■ **Task objective**: Your answer must be every line of the data below that holds the string "StaticFiles", copied exactly.

■ **Data excerpts**:
----

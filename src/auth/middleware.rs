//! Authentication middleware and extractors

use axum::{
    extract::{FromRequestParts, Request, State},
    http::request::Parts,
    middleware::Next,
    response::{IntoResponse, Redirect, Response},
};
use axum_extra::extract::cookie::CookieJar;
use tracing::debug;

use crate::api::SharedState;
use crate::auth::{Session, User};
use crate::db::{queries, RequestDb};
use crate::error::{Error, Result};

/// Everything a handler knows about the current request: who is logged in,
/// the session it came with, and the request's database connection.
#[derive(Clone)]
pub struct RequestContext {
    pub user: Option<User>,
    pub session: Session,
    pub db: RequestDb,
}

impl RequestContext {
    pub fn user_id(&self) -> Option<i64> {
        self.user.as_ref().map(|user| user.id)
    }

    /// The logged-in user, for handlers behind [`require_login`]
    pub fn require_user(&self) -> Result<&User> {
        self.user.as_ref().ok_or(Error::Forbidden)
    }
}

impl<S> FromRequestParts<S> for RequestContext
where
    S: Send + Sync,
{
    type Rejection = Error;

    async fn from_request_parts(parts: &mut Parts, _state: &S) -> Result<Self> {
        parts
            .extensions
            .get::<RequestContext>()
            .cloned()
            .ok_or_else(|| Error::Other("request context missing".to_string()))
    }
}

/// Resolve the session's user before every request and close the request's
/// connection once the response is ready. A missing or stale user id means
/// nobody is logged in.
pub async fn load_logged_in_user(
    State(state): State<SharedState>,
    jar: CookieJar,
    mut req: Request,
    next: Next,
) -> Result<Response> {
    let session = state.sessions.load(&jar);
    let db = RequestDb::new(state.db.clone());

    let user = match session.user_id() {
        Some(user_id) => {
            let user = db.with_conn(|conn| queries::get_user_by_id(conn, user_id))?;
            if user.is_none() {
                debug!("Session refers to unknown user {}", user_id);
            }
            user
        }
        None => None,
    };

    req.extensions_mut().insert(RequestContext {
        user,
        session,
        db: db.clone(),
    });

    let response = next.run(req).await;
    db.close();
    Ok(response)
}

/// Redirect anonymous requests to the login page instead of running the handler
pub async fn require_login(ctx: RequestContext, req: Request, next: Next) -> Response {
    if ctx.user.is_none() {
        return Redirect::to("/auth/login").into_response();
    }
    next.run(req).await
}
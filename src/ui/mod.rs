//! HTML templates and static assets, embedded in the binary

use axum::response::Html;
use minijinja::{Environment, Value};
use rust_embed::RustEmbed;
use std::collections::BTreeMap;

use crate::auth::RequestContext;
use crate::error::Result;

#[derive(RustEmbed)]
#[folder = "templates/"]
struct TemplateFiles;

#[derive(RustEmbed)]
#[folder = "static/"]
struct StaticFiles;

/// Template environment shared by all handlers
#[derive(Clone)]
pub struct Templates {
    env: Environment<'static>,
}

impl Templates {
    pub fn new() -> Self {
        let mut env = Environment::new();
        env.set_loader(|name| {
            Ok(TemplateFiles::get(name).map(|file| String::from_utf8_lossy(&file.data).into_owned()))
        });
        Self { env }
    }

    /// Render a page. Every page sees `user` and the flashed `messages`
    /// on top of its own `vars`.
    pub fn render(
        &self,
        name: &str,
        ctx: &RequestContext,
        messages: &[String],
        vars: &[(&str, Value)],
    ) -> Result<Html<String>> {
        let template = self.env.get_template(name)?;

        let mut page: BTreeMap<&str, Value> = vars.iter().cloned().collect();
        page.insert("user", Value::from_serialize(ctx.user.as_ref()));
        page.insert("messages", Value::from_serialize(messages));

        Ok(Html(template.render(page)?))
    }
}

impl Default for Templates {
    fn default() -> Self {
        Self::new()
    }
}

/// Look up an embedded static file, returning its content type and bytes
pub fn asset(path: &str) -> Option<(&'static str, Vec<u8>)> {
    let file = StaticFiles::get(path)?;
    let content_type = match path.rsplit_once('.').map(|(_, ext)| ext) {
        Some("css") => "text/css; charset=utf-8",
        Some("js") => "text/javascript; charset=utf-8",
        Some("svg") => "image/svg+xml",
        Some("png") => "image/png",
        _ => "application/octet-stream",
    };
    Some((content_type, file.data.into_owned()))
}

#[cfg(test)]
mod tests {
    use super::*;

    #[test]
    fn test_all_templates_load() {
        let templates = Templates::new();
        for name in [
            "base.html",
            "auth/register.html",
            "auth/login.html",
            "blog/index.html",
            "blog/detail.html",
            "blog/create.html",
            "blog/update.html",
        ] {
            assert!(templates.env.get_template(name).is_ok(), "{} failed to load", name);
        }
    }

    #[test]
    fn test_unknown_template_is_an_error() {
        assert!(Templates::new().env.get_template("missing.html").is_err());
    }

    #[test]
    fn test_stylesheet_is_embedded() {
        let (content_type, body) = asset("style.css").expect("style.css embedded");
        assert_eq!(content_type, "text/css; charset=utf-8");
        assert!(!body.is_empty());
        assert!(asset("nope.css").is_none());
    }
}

----

■ **Reply**:
struct StaticFiles;
    let file = StaticFiles::get(path)?;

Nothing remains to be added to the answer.